# Find all solutions for....

• Dec 8th 2008, 06:23 AM
calvin_coolidge
Find all solutions for....
3tan^3x-3tan^2x-tanx+1=0

I started by grouping/factoring out tanx...giving me tanx(3tan^2x-3tanx-1)+1=0...can't factor it...stuck @ the moment...
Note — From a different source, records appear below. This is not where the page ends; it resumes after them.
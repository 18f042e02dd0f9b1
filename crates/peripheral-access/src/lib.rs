//! Access control and default-application resolution for USB peripherals.
//!
//! [`PeripheralSettingsManager`] tracks which uids may use each attached
//! device or accessory, remembers which application should handle a kind of
//! peripheral, and decides on attach whether to grant access right away or
//! let the user choose. Everything outside that decision (installed
//! applications, launching, user prompts) is reached through the traits in
//! [`host`].

mod consent;
mod error;
mod filter;
pub mod host;
mod manager;
mod package;
mod peripheral;
mod permissions;
mod preferences;
mod resolver;

pub use consent::{ConsentId, ConsentPrompt, PermissionResponse, ResponseChannel};
pub use error::Error;
pub use filter::{AccessoryFilter, DeviceFilter, Filter};
pub use host::{
  Application, Chooser, CollaboratorError, Collaborators, ConsentUi, Dispatcher, PackageCatalog,
};
pub use manager::PeripheralSettingsManager;
pub use package::PackageName;
pub use peripheral::{Accessory, Device, Interface, Peripheral, PeripheralKey, PeripheralKind, Uid};
pub use permissions::PermissionStore;
pub use preferences::{PersistenceError, PreferenceEntry, PreferenceStore, SettingsFile};
pub use resolver::AttachOutcome;
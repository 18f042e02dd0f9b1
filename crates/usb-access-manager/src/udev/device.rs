use peripheral_access::{Device, Interface};
use smallvec::SmallVec;
use std::{
  io,
  num::ParseIntError,
  path::{Path, PathBuf},
};
use thiserror::Error;
use tokio_udev::Enumerator;
use tracing::{event, Level};

pub(super) const SUBSYSTEM: &str = "usb";
pub(super) const DEVTYPE_DEVICE: &str = "usb_device";
const DEVTYPE_INTERFACE: &str = "usb_interface";

const ID_VENDOR: &str = "idVendor";
const ID_PRODUCT: &str = "idProduct";
const DEVICE_CLASS: &str = "bDeviceClass";
const DEVICE_SUBCLASS: &str = "bDeviceSubClass";
const DEVICE_PROTOCOL: &str = "bDeviceProtocol";
const INTERFACE_CLASS: &str = "bInterfaceClass";
const INTERFACE_SUBCLASS: &str = "bInterfaceSubClass";
const INTERFACE_PROTOCOL: &str = "bInterfaceProtocol";

#[derive(Debug, Clone, Copy, PartialEq, Eq, Hash)]
pub enum PathKind {
  SysPath,
  DevNode,
}

#[derive(Debug, Error)]
pub enum UdevDeviceError {
  #[error("Device path {path_kind:?} was not a valid string: {}", .value.display())]
  PathNotValidString { path_kind: PathKind, value: PathBuf },

  #[error("No devnode")]
  NoDevNode,

  #[error("Missing attribute {name}")]
  MissingAttribute { name: &'static str },

  #[error("Invalid value {value:?} for attribute {name}")]
  InvalidAttribute { name: &'static str, value: String },

  #[error(transparent)]
  Io(#[from] io::Error),
}

impl UdevDeviceError {
  fn invalid_path(path_kind: PathKind, value: impl Into<PathBuf>) -> Self {
    Self::PathNotValidString {
      path_kind,
      value: value.into(),
    }
  }
}

/// Sysfs attribute lookup.
pub(super) trait SysAttributes {
  fn sysattr(&self, name: &str) -> Option<&str>;
}

impl SysAttributes for tokio_udev::Device {
  fn sysattr(&self, name: &str) -> Option<&str> {
    self.attribute_value(name).and_then(|v| v.to_str())
  }
}

trait FromHex: Sized {
  fn from_hex(value: &str) -> Result<Self, ParseIntError>;
}

impl FromHex for u8 {
  fn from_hex(value: &str) -> Result<Self, ParseIntError> {
    u8::from_str_radix(value, 16)
  }
}

impl FromHex for u16 {
  fn from_hex(value: &str) -> Result<Self, ParseIntError> {
    u16::from_str_radix(value, 16)
  }
}

fn hex<T: FromHex>(attributes: &impl SysAttributes, name: &'static str) -> Result<T, UdevDeviceError> {
  let value = attributes
    .sysattr(name)
    .ok_or(UdevDeviceError::MissingAttribute { name })?
    .trim();

  T::from_hex(value).map_err(|_| UdevDeviceError::InvalidAttribute {
    name,
    value: value.into(),
  })
}

pub(super) fn interface(attributes: &impl SysAttributes) -> Result<Interface, UdevDeviceError> {
  Ok(Interface::new(
    hex(attributes, INTERFACE_CLASS)?,
    hex(attributes, INTERFACE_SUBCLASS)?,
    hex(attributes, INTERFACE_PROTOCOL)?,
  ))
}

pub(super) fn usb_device(
  name: String,
  attributes: &impl SysAttributes,
  interfaces: SmallVec<[Interface; 4]>,
) -> Result<Device, UdevDeviceError> {
  Ok(Device {
    name,
    vendor_id: hex(attributes, ID_VENDOR)?,
    product_id: hex(attributes, ID_PRODUCT)?,
    class: hex(attributes, DEVICE_CLASS)?,
    subclass: hex(attributes, DEVICE_SUBCLASS)?,
    protocol: hex(attributes, DEVICE_PROTOCOL)?,
    interfaces,
  })
}

pub(super) fn syspath(device: &tokio_udev::Device) -> Result<String, UdevDeviceError> {
  path_string(PathKind::SysPath, device.syspath())
}

fn path_string(path_kind: PathKind, path: &Path) -> Result<String, UdevDeviceError> {
  path
    .to_str()
    .map(String::from)
    .ok_or_else(|| UdevDeviceError::invalid_path(path_kind, path))
}

/// Interfaces of `device`, sorted by syspath.
fn interfaces(device: &tokio_udev::Device) -> Result<SmallVec<[Interface; 4]>, UdevDeviceError> {
  let mut enumerator = Enumerator::new()?;
  enumerator.match_parent(device)?;
  enumerator.match_subsystem(SUBSYSTEM)?;
  enumerator.match_property("DEVTYPE", DEVTYPE_INTERFACE)?;

  let mut found = Vec::new();
  for child in enumerator.scan_devices()? {
    match interface(&child) {
      Ok(interface) => found.push((child.syspath().to_owned(), interface)),
      Err(error) => {
        event!(target: "usb-access-manager", Level::DEBUG, ?error, syspath = %child.syspath().display(), "skipping interface");
      }
    }
  }

  found.sort_by(|(a, _), (b, _)| a.cmp(b));
  Ok(found.into_iter().map(|(_, interface)| interface).collect())
}

/// Identity of a `usb_device` node, named after its devnode.
pub(super) fn from_udev(device: &tokio_udev::Device) -> Result<Device, UdevDeviceError> {
  let devnode = device.devnode().ok_or(UdevDeviceError::NoDevNode)?;
  let name = path_string(PathKind::DevNode, devnode)?;
  usb_device(name, device, interfaces(device)?)
}

/// Every `usb_device` currently present, keyed by syspath.
pub fn scan_usb_devices() -> Result<Vec<(String, Device)>, UdevDeviceError> {
  let mut enumerator = Enumerator::new()?;
  enumerator.match_subsystem(SUBSYSTEM)?;
  enumerator.match_property("DEVTYPE", DEVTYPE_DEVICE)?;

  let mut devices = Vec::new();
  for device in enumerator.scan_devices()? {
    match syspath(&device).and_then(|syspath| Ok((syspath, from_udev(&device)?))) {
      Ok(entry) => devices.push(entry),
      Err(error) => {
        event!(target: "usb-access-manager", Level::WARN, ?error, syspath = %device.syspath().display(), "skipping usb device");
      }
    }
  }

  Ok(devices)
}
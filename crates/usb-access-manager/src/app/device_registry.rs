use crate::udev::{scan_usb_devices, UdevDeviceError, UdevEvent};
use peripheral_access::Device;
use std::collections::BTreeMap;
use tracing::{event, Level};

#[derive(Debug)]
pub enum Change {
  /// `replaced` is the device previously recorded at the same syspath.
  Attached {
    device: Device,
    replaced: Option<Device>,
  },
  Detached(Device),
}

/// Attached devices by syspath. Removal events only name the syspath, so
/// this is where the detached identity comes from.
#[derive(Debug, Default)]
pub struct DeviceRegistry {
  devices: BTreeMap<String, Device>,
}

impl DeviceRegistry {
  pub fn new() -> Self {
    Self::default()
  }

  /// Records devices already present. Returns the ones not seen before.
  pub fn scan_devices(&mut self) -> Result<Vec<Device>, UdevDeviceError> {
    event!(target: "usb-access-manager", Level::DEBUG, "gathering usb devices");
    let devices = scan_usb_devices()?;
    event!(target: "usb-access-manager", Level::DEBUG, devices.len = devices.len(), "gathered {} usb devices", devices.len());

    Ok(
      devices
        .into_iter()
        .filter_map(|(syspath, device)| match self.update(UdevEvent::Add { syspath, device }) {
          Some(Change::Attached { device, .. }) => Some(device),
          _ => None,
        })
        .collect(),
    )
  }

  pub fn update(&mut self, event: UdevEvent) -> Option<Change> {
    match event {
      UdevEvent::Add { syspath, device } => {
        if self.devices.get(&syspath) == Some(&device) {
          event!(target: "usb-access-manager", Level::DEBUG, %syspath, "device already known");
          return None;
        }

        let replaced = self.devices.insert(syspath, device.clone());
        Some(Change::Attached { device, replaced })
      }

      UdevEvent::Remove { syspath } => match self.devices.remove(&syspath) {
        Some(device) => Some(Change::Detached(device)),
        None => {
          event!(target: "usb-access-manager", Level::DEBUG, %syspath, "unknown device removed");
          None
        }
      },
    }
  }

  pub fn len(&self) -> usize {
    self.devices.len()
  }
}
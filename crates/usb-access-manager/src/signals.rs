use futures::{future::ready, Stream, StreamExt};
use signal_hook_tokio::Signals;
use std::{fmt, io};
use thiserror::Error;
use tracing::{event, Level};

/// Signals the daemon reacts to, mapped from their raw numbers.
macro_rules! define_signals {
  (
    pub enum $name:ident {
      $($case:ident = $val:ident),+
      $(,)?
    }
  ) => {
    #[repr(i32)]
    #[derive(Clone, Copy, PartialEq, Eq)]
    pub enum $name {
      $($case = ::signal_hook::consts::$val,)+
    }

    impl $name {
      const ALL: &'static [i32] = &[$(::signal_hook::consts::$val,)+];

      fn from_raw(value: i32) -> Option<Self> {
        match value {
          $(::signal_hook::consts::$val => Some(Self::$case),)+
          _ => None,
        }
      }

      fn name(self) -> &'static str {
        match self {
          $(Self::$case => stringify!($val),)+
        }
      }
    }
  };
}

define_signals! {
  pub enum Signal {
    SigTerm = SIGTERM,
    SigInt = SIGINT,
    SigQuit = SIGQUIT,
    SigHup = SIGHUP,
    SigUsr1 = SIGUSR1,
  }
}

impl fmt::Display for Signal {
  fn fmt(&self, f: &mut fmt::Formatter<'_>) -> fmt::Result {
    f.write_str(self.name())
  }
}

impl fmt::Debug for Signal {
  fn fmt(&self, f: &mut fmt::Formatter<'_>) -> fmt::Result {
    f.write_str(self.name())
  }
}

#[derive(Debug, Error)]
pub enum SignalWatchError {
  #[error(transparent)]
  Io(#[from] io::Error),
}

impl Signal {
  /// Termination signals, SIGHUP (reload) and SIGUSR1 (dump state).
  pub fn watch() -> Result<impl Stream<Item = Signal>, SignalWatchError> {
    let signals = Signals::new(Self::ALL)?;
    event!(target: "usb-access-manager", Level::DEBUG, "Started listening for signals");

    Ok(signals.filter_map(|s| ready(Signal::from_raw(s))))
  }
}
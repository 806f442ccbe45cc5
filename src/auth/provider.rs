// Identity provider and navigation seams

use anyhow::Result;
use async_trait::async_trait;
use reqwest::Url;

use super::types::{RedirectResponse, User};
use crate::error::{AuthExchangeError, RenewError};

/// Capabilities consumed from the identity provider client
///
/// Implementations must be Send + Sync; the session manager shares one
/// instance between callers and its renewal task.
#[async_trait]
pub trait IdentityProvider: Send + Sync {
    /// Prepare a sign-in and return the URL to send the user to
    async fn initiate_sign_in_redirect(&self) -> Result<Url>;

    /// End-session URL, `None` when the provider has no sign-out endpoint
    async fn initiate_sign_out_redirect(&self, id_token_hint: Option<&str>) -> Result<Option<Url>>;

    /// Exchange the authorization response for a user
    ///
    /// Consumes the pending sign-in state: a second call with the same
    /// response fails.
    async fn complete_sign_in_redirect(
        &self,
        response: &RedirectResponse,
    ) -> Result<User, AuthExchangeError>;

    /// Obtain a fresh token for an existing user, without persisting it
    async fn renew(&self, user: &User) -> Result<User, RenewError>;

    /// Persisted user, if any
    async fn get_current_user(&self) -> Result<Option<User>>;

    async fn store_user(&self, user: &User) -> Result<()>;

    async fn remove_user(&self) -> Result<()>;
}

/// The browser: transfers control out of the application
pub trait Navigator: Send + Sync {
    fn navigate_away(&self, url: &Url);
}

/// Navigator for terminal hosts, asks the user to open the URL
#[derive(Debug, Default, Clone, Copy)]
pub struct LogNavigator;

impl Navigator for LogNavigator {
    fn navigate_away(&self, url: &Url) {
        tracing::info!("Redirecting to {}", url);
        println!();
        println!("  Open this URL in your browser to continue:");
        println!("  {}", url);
        println!();
    }
}
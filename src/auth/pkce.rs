// PKCE (RFC 7636) helpers

use base64::{engine::general_purpose::URL_SAFE_NO_PAD, Engine as _};
use sha2::{Digest, Sha256};
use uuid::Uuid;

/// Random code verifier, 64 unreserved characters
pub fn generate_verifier() -> String {
    format!("{}{}", Uuid::new_v4().simple(), Uuid::new_v4().simple())
}

/// Random opaque value for the `state` parameter
pub fn generate_state() -> String {
    Uuid::new_v4().simple().to_string()
}

/// S256 code challenge for a verifier
pub fn challenge(verifier: &str) -> String {
    let digest = Sha256::digest(verifier.as_bytes());
    URL_SAFE_NO_PAD.encode(digest)
}

#[cfg(test)]
mod tests {
    use super::*;

    #[test]
    fn test_rfc7636_challenge_vector() {
        assert_eq!(
            challenge("dBjftJeZ4CVP-mB92K27uhbUJU1p1r_wW1gFWFOEjXk"),
            "E9Melhoa2OwvFrEMTJguCHaoeK1t8URWbuGJSstw-cM"
        );
    }

    #[test]
    fn test_verifier_shape() {
        let verifier = generate_verifier();
        assert_eq!(verifier.len(), 64);
        assert!(verifier.chars().all(|c| c.is_ascii_alphanumeric()));
        assert_ne!(verifier, generate_verifier());
    }

    #[test]
    fn test_state_is_random() {
        assert_ne!(generate_state(), generate_state());
    }
}
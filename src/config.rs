use anyhow::{Context, Result};
use clap::{Parser, Subcommand, ValueEnum};
use dialoguer::{Confirm, Input};
use reqwest::Url;
use std::io::Write;
use std::path::PathBuf;

use crate::auth::{OidcSettings, SessionSettings};

/// session-gate - OIDC session, authorized requests and route guarding
#[derive(Parser, Debug)]
#[command(author, version, about, long_about = None)]
pub struct CliArgs {
    /// Backend API base URL
    #[arg(long, env = "API_URL")]
    pub api_url: Option<String>,

    /// Identity provider authority URL
    #[arg(long, env = "AUTH_URL")]
    pub auth_url: Option<String>,

    /// OAuth client id registered with the identity provider
    #[arg(long, env = "AUTH_CLIENT_ID")]
    pub client_id: Option<String>,

    /// Redirect URI the identity provider returns to
    #[arg(long, env = "AUTH_REDIRECT_URL")]
    pub redirect_url: Option<String>,

    /// Where the identity provider sends the browser after sign-out
    #[arg(long, env = "AUTH_POST_LOGOUT_REDIRECT_URL")]
    pub post_logout_redirect_url: Option<String>,

    /// Requested scopes
    #[arg(long, env = "AUTH_SCOPE", default_value = "openid profile email")]
    pub scope: String,

    /// Path to the session SQLite database
    #[arg(short = 'd', long, env = "SESSION_DB_FILE")]
    pub db_file: Option<String>,

    /// Route table file (TOML, YAML or JSON); built-in table when unset
    #[arg(long, env = "ROUTES_FILE")]
    pub routes_file: Option<String>,

    /// Renew the token once it expires within this many seconds
    #[arg(long, env = "TOKEN_RENEW_THRESHOLD", default_value = "60")]
    pub renew_threshold: u64,

    /// Seconds between renewal checks
    #[arg(long, env = "TOKEN_RENEW_INTERVAL", default_value = "15")]
    pub renew_interval: u64,

    /// Renew the token in the background
    #[arg(long, env = "AUTOMATIC_SILENT_RENEW", default_value = "true", action = clap::ArgAction::Set)]
    pub silent_renew: bool,

    /// HTTP request timeout in seconds (unbounded when unset)
    #[arg(long, env = "HTTP_REQUEST_TIMEOUT")]
    pub http_timeout: Option<u64>,

    /// HTTP connect timeout in seconds (unbounded when unset)
    #[arg(long, env = "HTTP_CONNECT_TIMEOUT")]
    pub http_connect_timeout: Option<u64>,

    /// Log level (trace, debug, info, warn, error)
    #[arg(long, env = "LOG_LEVEL", default_value = "info")]
    pub log_level: String,

    #[command(subcommand)]
    pub command: Command,
}

#[derive(Subcommand, Debug, Clone, PartialEq)]
pub enum Command {
    /// Sign in through the identity provider
    Login,

    /// End the session and sign out at the identity provider
    Logout,

    /// Show authentication state and profile
    Status,

    /// Run the navigation guard for a path and print where it lands
    Navigate {
        /// Target path, optionally with a query
        path: String,
    },

    /// Send an authorized request to the backend
    Request {
        #[arg(value_enum)]
        method: HttpMethod,

        /// Path relative to the API base URL
        path: String,

        /// JSON request body
        #[arg(long)]
        body: Option<String>,
    },
}

#[derive(ValueEnum, Debug, Clone, Copy, PartialEq, Eq)]
pub enum HttpMethod {
    Get,
    Post,
    Put,
    Delete,
}

#[derive(Clone, Debug)]
pub struct Config {
    // Backend
    pub api_url: String,

    // Identity provider
    pub auth_url: String,
    pub auth_client_id: String,
    pub auth_redirect_url: String,
    pub auth_post_logout_redirect_url: Option<String>,
    pub auth_scope: String,

    // Session
    pub session_db_file: PathBuf,
    pub token_renew_threshold: u64,
    pub token_renew_interval: u64,
    pub automatic_silent_renew: bool,

    // Navigation
    pub routes_file: Option<PathBuf>,

    // HTTP client
    pub http_request_timeout: Option<u64>,
    pub http_connect_timeout: Option<u64>,

    // Logging
    pub log_level: String,

    pub command: Command,
}

impl Config {
    /// Load configuration with priority: CLI > ENV > defaults
    pub fn load() -> Result<Self> {
        // Load .env file if it exists
        dotenvy::dotenv().ok();

        Self::from_args(CliArgs::parse())
    }

    pub fn from_args(args: CliArgs) -> Result<Self> {
        let config = Config {
            api_url: args
                .api_url
                .context("API_URL is required (use --api-url or set API_URL env var)")?,

            auth_url: args
                .auth_url
                .context("AUTH_URL is required (use --auth-url or set AUTH_URL env var)")?,

            auth_client_id: args.client_id.context(
                "AUTH_CLIENT_ID is required (use --client-id or set AUTH_CLIENT_ID env var)",
            )?,

            auth_redirect_url: args.redirect_url.context(
                "AUTH_REDIRECT_URL is required (use --redirect-url or set AUTH_REDIRECT_URL env var)",
            )?,

            auth_post_logout_redirect_url: args.post_logout_redirect_url,
            auth_scope: args.scope,

            session_db_file: args
                .db_file
                .map(|s| expand_tilde(&s))
                .unwrap_or_else(default_db_path),

            token_renew_threshold: args.renew_threshold,
            token_renew_interval: args.renew_interval,
            automatic_silent_renew: args.silent_renew,

            routes_file: args.routes_file.map(|s| expand_tilde(&s)),

            http_request_timeout: args.http_timeout,
            http_connect_timeout: args.http_connect_timeout,

            log_level: args.log_level,

            command: args.command,
        };

        Ok(config)
    }

    /// Validate configuration
    pub fn validate(&self) -> Result<()> {
        for (name, value) in [
            ("API_URL", &self.api_url),
            ("AUTH_URL", &self.auth_url),
            ("AUTH_REDIRECT_URL", &self.auth_redirect_url),
        ] {
            Url::parse(value).with_context(|| format!("{} is not a valid URL: {}", name, value))?;
        }

        let redirect = Url::parse(&self.auth_redirect_url)?;
        if !matches!(redirect.scheme(), "http" | "https") || redirect.host_str().is_none() {
            anyhow::bail!(
                "AUTH_REDIRECT_URL must be an absolute http(s) URL: {}",
                self.auth_redirect_url
            );
        }

        if let Some(ref url) = self.auth_post_logout_redirect_url {
            Url::parse(url).with_context(|| {
                format!("AUTH_POST_LOGOUT_REDIRECT_URL is not a valid URL: {}", url)
            })?;
        }

        if self.auth_client_id.trim().is_empty() {
            anyhow::bail!("AUTH_CLIENT_ID cannot be empty");
        }

        if self.token_renew_interval == 0 {
            anyhow::bail!("TOKEN_RENEW_INTERVAL must be at least 1 second");
        }

        if let Some(ref routes_file) = self.routes_file {
            if !routes_file.exists() {
                anyhow::bail!("ROUTES_FILE does not exist: {}", routes_file.display());
            }
        }

        Ok(())
    }

    pub fn oidc_settings(&self) -> OidcSettings {
        let mut settings = OidcSettings::new(
            self.auth_url.clone(),
            self.auth_client_id.clone(),
            self.auth_redirect_url.clone(),
        );
        settings.post_logout_redirect_uri = self.auth_post_logout_redirect_url.clone();
        settings.scope = self.auth_scope.clone();
        settings
    }

    pub fn session_settings(&self) -> SessionSettings {
        SessionSettings {
            renew_threshold: chrono::Duration::seconds(self.token_renew_threshold as i64),
            check_interval: std::time::Duration::from_secs(self.token_renew_interval),
            automatic_silent_renew: self.automatic_silent_renew,
        }
    }
}

/// Expand tilde (~) in file paths to user's home directory
fn expand_tilde(path: &str) -> PathBuf {
    if let Some(rest) = path.strip_prefix("~/") {
        if let Some(home) = dirs::home_dir() {
            return home.join(rest);
        }
    }
    PathBuf::from(path)
}

/// Session database location when SESSION_DB_FILE is unset
fn default_db_path() -> PathBuf {
    dirs::data_dir()
        .unwrap_or_else(|| PathBuf::from("."))
        .join("session-gate")
        .join("session.sqlite3")
}

#[cfg(test)]
mod tests {
    use super::*;

    const REQUIRED: [&str; 9] = [
        "session-gate",
        "--api-url",
        "http://localhost:3000/api",
        "--auth-url",
        "http://localhost:8080/realms/game",
        "--client-id",
        "game-spa",
        "--redirect-url",
        "http://localhost:5173/login",
    ];

    fn parse(extra: &[&str]) -> Result<Config> {
        let args: Vec<&str> = REQUIRED.iter().chain(extra.iter()).copied().collect();
        Config::from_args(CliArgs::try_parse_from(args)?)
    }

    #[test]
    fn test_expand_tilde() {
        let path = expand_tilde("~/test/file.txt");
        assert!(path.to_string_lossy().contains("test/file.txt"));
        assert!(!path.to_string_lossy().starts_with("~"));

        let path = expand_tilde("/absolute/path");
        assert_eq!(path, PathBuf::from("/absolute/path"));
    }

    #[test]
    fn test_expand_tilde_just_tilde() {
        // Just "~" without slash should not expand
        let path = expand_tilde("~");
        assert_eq!(path, PathBuf::from("~"));
    }

    #[test]
    fn test_defaults() {
        let config = parse(&["status"]).unwrap();
        assert_eq!(config.command, Command::Status);
        assert_eq!(config.auth_scope, "openid profile email");
        assert_eq!(config.token_renew_threshold, 60);
        assert_eq!(config.token_renew_interval, 15);
        assert!(config.automatic_silent_renew);
        assert!(config.http_request_timeout.is_none());
        assert!(config.session_db_file.ends_with("session-gate/session.sqlite3"));
        config.validate().unwrap();
    }

    #[test]
    fn test_request_subcommand() {
        let config = parse(&["request", "post", "scores", "--body", r#"{"score":10}"#]).unwrap();
        assert_eq!(
            config.command,
            Command::Request {
                method: HttpMethod::Post,
                path: "scores".to_string(),
                body: Some(r#"{"score":10}"#.to_string()),
            }
        );
    }

    #[test]
    fn test_silent_renew_can_be_disabled() {
        let config = parse(&["--silent-renew", "false", "status"]).unwrap();
        assert!(!config.automatic_silent_renew);
        assert!(!config.session_settings().automatic_silent_renew);
    }

    #[test]
    fn test_settings_conversion() {
        let config = parse(&[
            "--post-logout-redirect-url",
            "http://localhost:5173/authenticate",
            "--renew-threshold",
            "120",
            "logout",
        ])
        .unwrap();

        let oidc = config.oidc_settings();
        assert_eq!(oidc.client_id, "game-spa");
        assert_eq!(oidc.response_type, "code");
        assert_eq!(
            oidc.post_logout_redirect_uri.as_deref(),
            Some("http://localhost:5173/authenticate")
        );

        let session = config.session_settings();
        assert_eq!(session.renew_threshold, chrono::Duration::seconds(120));
        assert_eq!(session.check_interval, std::time::Duration::from_secs(15));
    }

    #[test]
    fn test_validate_rejects_bad_values() {
        let mut config = parse(&["status"]).unwrap();
        config.api_url = "not a url".to_string();
        assert!(config.validate().is_err());

        let mut config = parse(&["status"]).unwrap();
        config.token_renew_interval = 0;
        assert!(config.validate().is_err());

        let mut config = parse(&["status"]).unwrap();
        config.routes_file = Some(PathBuf::from("/nonexistent/routes.toml"));
        assert!(config.validate().is_err());

        let mut config = parse(&["status"]).unwrap();
        config.auth_redirect_url = "myapp:callback".to_string();
        assert!(config.validate().is_err());
    }
}

// === Interactive Setup ===

/// Check if interactive setup is needed (no .env file and missing required values)
pub fn needs_interactive_setup() -> bool {
    let env_file_exists = std::path::Path::new(".env").exists();

    let missing_required = ["API_URL", "AUTH_URL", "AUTH_CLIENT_ID", "AUTH_REDIRECT_URL"]
        .iter()
        .any(|key| std::env::var(key).is_err());

    !env_file_exists && missing_required
}

/// Run interactive setup to collect required configuration
pub fn run_interactive_setup() -> Result<InteractiveConfig> {
    println!();
    println!("session-gate - first time setup");
    println!();
    println!("No configuration found. Let's connect to your backend and identity provider.");
    println!();

    let api_url: String = Input::new()
        .with_prompt("Backend API base URL (API_URL)")
        .default("http://localhost:3000/api".to_string())
        .interact_text()
        .context("Failed to read API_URL")?;

    let auth_url: String = Input::new()
        .with_prompt("Identity provider authority URL (AUTH_URL)")
        .interact_text()
        .context("Failed to read AUTH_URL")?;

    let auth_client_id: String = Input::new()
        .with_prompt("OAuth client id (AUTH_CLIENT_ID)")
        .interact_text()
        .context("Failed to read AUTH_CLIENT_ID")?;

    if auth_client_id.trim().is_empty() {
        anyhow::bail!("AUTH_CLIENT_ID cannot be empty");
    }

    let auth_redirect_url: String = Input::new()
        .with_prompt("Redirect URI (AUTH_REDIRECT_URL)")
        .default("http://localhost:5173/login".to_string())
        .interact_text()
        .context("Failed to read AUTH_REDIRECT_URL")?;

    for (name, value) in [
        ("API_URL", &api_url),
        ("AUTH_URL", &auth_url),
        ("AUTH_REDIRECT_URL", &auth_redirect_url),
    ] {
        Url::parse(value).with_context(|| format!("{} is not a valid URL: {}", name, value))?;
    }

    let config = InteractiveConfig {
        api_url,
        auth_url,
        auth_client_id,
        auth_redirect_url,
    };

    println!();
    let save_to_env = Confirm::new()
        .with_prompt("Save configuration to .env file?")
        .default(true)
        .interact()
        .context("Failed to read save confirmation")?;

    if save_to_env {
        save_env_file(&config)?;
        println!();
        println!("Configuration saved to .env file");
    }

    println!();
    Ok(config)
}

/// Configuration collected from interactive setup
#[derive(Debug, Clone)]
pub struct InteractiveConfig {
    pub api_url: String,
    pub auth_url: String,
    pub auth_client_id: String,
    pub auth_redirect_url: String,
}

impl InteractiveConfig {
    /// Export as environment variables so `Config::load()` picks them up
    pub fn export(&self) {
        std::env::set_var("API_URL", &self.api_url);
        std::env::set_var("AUTH_URL", &self.auth_url);
        std::env::set_var("AUTH_CLIENT_ID", &self.auth_client_id);
        std::env::set_var("AUTH_REDIRECT_URL", &self.auth_redirect_url);
    }
}

/// Save configuration to .env file
fn save_env_file(config: &InteractiveConfig) -> Result<()> {
    let env_content = format!(
        r#"# session-gate configuration
# Generated by interactive setup

# Backend API base URL (required)
API_URL={}

# Identity provider (required)
AUTH_URL={}
AUTH_CLIENT_ID={}
AUTH_REDIRECT_URL={}

# Silent renewal
TOKEN_RENEW_THRESHOLD=60
TOKEN_RENEW_INTERVAL=15
AUTOMATIC_SILENT_RENEW=true

# Logging (trace, debug, info, warn, error)
LOG_LEVEL=info
"#,
        config.api_url, config.auth_url, config.auth_client_id, config.auth_redirect_url,
    );

    let mut file = std::fs::File::create(".env").context("Failed to create .env file")?;
    file.write_all(env_content.as_bytes())
        .context("Failed to write .env file")?;

    Ok(())
}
Any thoughts or a push in the right direction would be appreciated!

Thx,

~CC.
• Dec 8th 2008, 06:37 AM
samer_guirguis_2000
This is a polynomial of the third degree which can be solved as follows:
let tan(x) =y
3y^3-3y^2-y+1=0
dividing the equation by 3 (the coefficient of the highest power)
y^3-y^2-y/3+1/3
the last term (+1/3) is the product of the three roots of the equation. This means that the roots should contain the value 1.
dividing the equation by (y-1)
then the above equation will be
(y-1)(3y^2-1)=0
the second bracket can be solved by the known equation of solving quadratic equations
the root are 1,1/root(3),-1/root(3)
• Dec 8th 2008, 06:37 AM
Chop Suey
Let $u = \tan{x}$

$3u^3-3u^2-u+1=0$

$\implies 3u^2(u-1)-(u-1)=0$

$\implies (3u^2-1)(u-1)=0$

EDIT: Ah, Samer beat me to it. And for some reason, I can't delete my post. O_O
• Dec 8th 2008, 06:41 AM
Quote:

Originally Posted by calvin_coolidge
3tan^3x-3tan^2x-tanx+1=0

Maybe you can try this

Let $y = \tan x$ , thus you will have $3y^3-3y^2-y+1=0$
Then solve for y and you should be able to find the solutions .
• Dec 9th 2008, 06:56 AM
calvin_coolidge
Thank you all for your assistance!

~CC
• Dec 9th 2008, 03:07 PM
Crazyheaven
Not to hijack the thread but could someone explain this step for me.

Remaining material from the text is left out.